故郷は遠く、私の手元には卒業アルバムすら残っていない。
…夕焼けが街を彩る画面で、番組が終わった。
オレンジ色に染まる、今の風景。
けれど私の胸には、子供のころに見た夕焼けの風景が思い出されていた。
夕焼けに染まる、海辺の町。
なんだか、無性に夕焼けが見たくなった。
ちょうど、夕焼け空が見える時間か。
「ちょっと、散歩に行ってくる。

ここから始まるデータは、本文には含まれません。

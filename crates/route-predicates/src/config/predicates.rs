//! Configuration for the built-in predicates.

use super::shortcut::{split_args, FieldBinding, ShortcutConfig, ShortcutType, ShortcutValue};
use crate::error::ConfigError;
use serde::{Deserialize, Deserializer, Serialize};

fn default_case_sensitive() -> bool {
    true
}

/// Accepts `patterns: a.com` or `patterns: [a.com, b.com]`.
#[derive(Deserialize)]
#[serde(untagged)]
enum OneOrMany {
    One(String),
    Many(Vec<String>),
}

fn one_or_many<'de, D>(deserializer: D) -> Result<Vec<String>, D::Error>
where
    D: Deserializer<'de>,
{
    Ok(match OneOrMany::deserialize(deserializer)? {
        OneOrMany::One(text) => split_args(&text),
        OneOrMany::Many(list) => list,
    })
}

/// Host predicate configuration.
///
/// ```yaml
/// patterns:
///   - "{tenant}.example.com"
///   - "**.example.org"
/// caseSensitive: false
/// ```
#[derive(Debug, Clone, PartialEq, Eq, Serialize, Deserialize)]
#[serde(rename_all = "camelCase")]
pub struct HostConfig {
    #[serde(default, alias = "pattern", deserialize_with = "one_or_many")]
    patterns: Vec<String>,

    #[serde(default = "default_case_sensitive")]
    pub case_sensitive: bool,
}

impl Default for HostConfig {
    fn default() -> Self {
        Self {
            patterns: Vec::new(),
            case_sensitive: true,
        }
    }
}

impl HostConfig {
    pub fn new(patterns: Vec<String>) -> Self {
        Self {
            patterns,
            ..Self::default()
        }
    }

    /// Patterns in evaluation order.
    pub fn patterns(&self) -> &[String] {
        &self.patterns
    }

    pub fn set_patterns(&mut self, patterns: Vec<String>) -> &mut Self {
        self.patterns = patterns;
        self
    }

    pub fn with_case_sensitive(mut self, case_sensitive: bool) -> Self {
        self.case_sensitive = case_sensitive;
        self
    }

    /// The first configured pattern.
    #[deprecated(note = "use `patterns()`")]
    pub fn pattern(&self) -> Option<&str> {
        self.patterns.first().map(String::as_str)
    }

    /// Replace all patterns with a single one.
    #[deprecated(note = "use `set_patterns()`")]
    pub fn set_pattern(&mut self, pattern: impl Into<String>) -> &mut Self {
        self.patterns = vec![pattern.into()];
        self
    }
}

fn set_host_patterns(config: &mut HostConfig, value: ShortcutValue) -> Result<(), ConfigError> {
    config.patterns = value.into_list();
    Ok(())
}

static HOST_BINDINGS: [FieldBinding<HostConfig>; 1] = [FieldBinding {
    name: "patterns",
    apply: set_host_patterns,
}];

impl ShortcutConfig for HostConfig {
    const NAME: &'static str = "Host";

    fn shortcut_type() -> ShortcutType {
        ShortcutType::GatherList
    }

    fn bindings() -> &'static [FieldBinding<Self>] {
        &HOST_BINDINGS
    }
}

/// Path predicate configuration.
#[derive(Debug, Clone, PartialEq, Eq, Serialize, Deserialize)]
#[serde(rename_all = "camelCase")]
pub struct PathConfig {
    #[serde(default, alias = "pattern", deserialize_with = "one_or_many")]
    pub patterns: Vec<String>,

    #[serde(default = "default_case_sensitive")]
    pub case_sensitive: bool,
}

impl Default for PathConfig {
    fn default() -> Self {
        Self {
            patterns: Vec::new(),
            case_sensitive: true,
        }
    }
}

fn set_path_patterns(config: &mut PathConfig, value: ShortcutValue) -> Result<(), ConfigError> {
    config.patterns = value.into_list();
    Ok(())
}

fn set_path_case_sensitive(
    config: &mut PathConfig,
    value: ShortcutValue,
) -> Result<(), ConfigError> {
    config.case_sensitive = value.into_bool("caseSensitive")?;
    Ok(())
}

static PATH_BINDINGS: [FieldBinding<PathConfig>; 2] = [
    FieldBinding {
        name: "patterns",
        apply: set_path_patterns,
    },
    FieldBinding {
        name: "caseSensitive",
        apply: set_path_case_sensitive,
    },
];

impl ShortcutConfig for PathConfig {
    const NAME: &'static str = "Path";

    fn shortcut_type() -> ShortcutType {
        ShortcutType::GatherListTailFlag
    }

    fn bindings() -> &'static [FieldBinding<Self>] {
        &PATH_BINDINGS
    }
}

」
…オレンジ色が、見たくなったから。
なんだか無性に、夕焼けが見たくなった。
変わってしまった風景に。
昔の風景が重なったのは。
あの時見たのと同じ、夕焼けが、新しい風景を染めたからに違いない。
夕焼けは年月を重ねても、変わることはない。
変わらない夕焼けがあるから、思い出は色あせることなく、思い出せるのだと。
いつも見に行く、夕焼けポイントは、幹線道路にかかる、大きな歩道橋。
今日も、いつもと変わらない、奇麗な夕焼けが見える。
けれど、今日は。
格別に思い出補正がかかっているから。
あの日見た、海辺の風景。
変わった風景に、変わらなかった夕焼けの色。
遠く離れた、故郷の夕焼けと同じ色が、ここにある。
思い出が、私の中でグンと大きく、ひろがってゆく。
目の前に広がる、いつもの夕焼けが。
…あんまり綺麗で、目頭が熱くなった。